Segundo Toassa, (idem) o sentido do termo “perejivânie” para Vigotski abriria uma ferramenta metodológica fundamental na análise do desenvolvimento de adultos e crianças.

Outro autor que também discute o conceito de vivência em Vigotski e ajuda-nos a aprofundar a compreensão sobre ele é Meshcheryakov (2010). Conforme esse autor, é possível abarcar tal conceito de forma concreta por meio da observação e análise do comportamento, pois,

De todo modo, a vivência pode ser expressa no “mundo exterior”, em vários níveis de comportamento – através de reações espontâneas e impetuosas; uma confissão, longas conversações pessoais com um amigo, algumas ações (por exemplo: escrever uma carta, fazer caridade, ir ao teatro, ao estádio, a um encontro, a uma loja e assim por diante), organização e planejamento de uma atividade de longo prazo, que muda completamente a representação e o estilo de vida (ibidem, p.715).

Associando tal aspecto do desenvolvimento com as possibilidades desencadeadas nas inter-relações entre as crianças e a literatura infantil,

anunciamos nossa inquietação para esse processo vivido na escola de Educação Infantil considerando o meio. Aqui, privilegiando-se as vivências a partir da/com a Literatura Infantil como palco de observação, análise e elaboração teórica, a fim de dar corpo à empreitada a que nos propusemos enfrentar, desenvolver uma pesquisa que contribua para apontar os elementos do desenvolvimento infantil anunciados nas vivências com a literatura infantil.

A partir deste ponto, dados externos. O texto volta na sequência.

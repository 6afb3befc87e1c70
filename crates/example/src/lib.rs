//! Example workflow runner built with toolbridge.
//!
//! Wires settings, the `OpenAI` provider and a tool registry into an
//! [`EngineContext`], registers two tools and runs one request either as a
//! five-stage workflow or through LLM function calling.

pub mod tools;

use toolbridge_core::{ConfigError, Settings};
use toolbridge_model_providers::OpenAiBackend;
use toolbridge_models::ModelRegistry;
use toolbridge_models::error::CreateModelError;
use toolbridge_orchestrator::EngineContext;
use toolbridge_tools::{FactoryError, RegistrationError, ToolError, example_stock_quote_spec};

/// Errors raised while assembling the demo engine.
#[derive(Debug, thiserror::Error)]
pub enum SetupError {
    /// Settings were missing or malformed.
    #[error(transparent)]
    Config(#[from] ConfigError),
    /// The model could not be resolved.
    #[error(transparent)]
    Model(#[from] CreateModelError),
    /// A config-backed tool was rejected.
    #[error(transparent)]
    Factory(#[from] FactoryError),
    /// A function tool could not be built.
    #[error(transparent)]
    Tool(#[from] ToolError),
    /// A function tool could not be registered.
    #[error(transparent)]
    Registration(#[from] RegistrationError),
}

/// Builds the engine and registers `get_stock_quote` and `text_stats`.
///
/// # Errors
///
/// Returns [`SetupError`] if the API key is missing or a tool is rejected.
pub fn build_engine(settings: &Settings) -> Result<EngineContext, SetupError> {
    let models = ModelRegistry::new();
    OpenAiBackend::new(settings.require_openai_api_key()?).install(&models)?;

    let engine = EngineContext::from_settings(settings, &models)?;
    engine
        .tool_factory()
        .register_config_tool(engine.registry(), example_stock_quote_spec())?;
    engine.registry().register(tools::text_stats_tool()?)?;

    tracing::info!(tools = ?engine.registry().list_tools(), "demo tools registered");
    Ok(engine)
}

Entender tais conceitos torna-se fundamental na medida em que, para nós, o cotidiano escolar da Educação Infantil pode ser considerado o “meio”, tais como as definições apontadas por Vigotski (2000, 2010) e, ainda, que o desenvolvimento humano ocorre em situações sociais.

A partir da perspectiva de que o meio, a partir do conceito de vivência, pode auxiliar-nos a discutir e a compreender as inter-relações entre a literatura e o desenvolvimento infantil, nosso objeto de estudo, indagamo-nos e focamos nossa atenção para o trabalho de duas profissionais com a literatura na escola e para as inter-relações estabelecidas, considerando a como parte da cultura da humanidade.

A partir dessa percepção, focamos nossa atenção nos modos como as crianças estão participando com/da literatura na escola, nos elementos desencadeados pela interação com as histórias, na forma como as histórias repercutem nas percepções e criações de adultos e crianças. “O impacto, a apreensão” (MESHCHERYAKOV, 2010), ou seja, as “vivências” de adultos e crianças com as obras literárias será o foco de nosso estudo, buscando a compreensão desse complexo processo de significação nas inter-relações estabelecidas com a Literatura Infantil.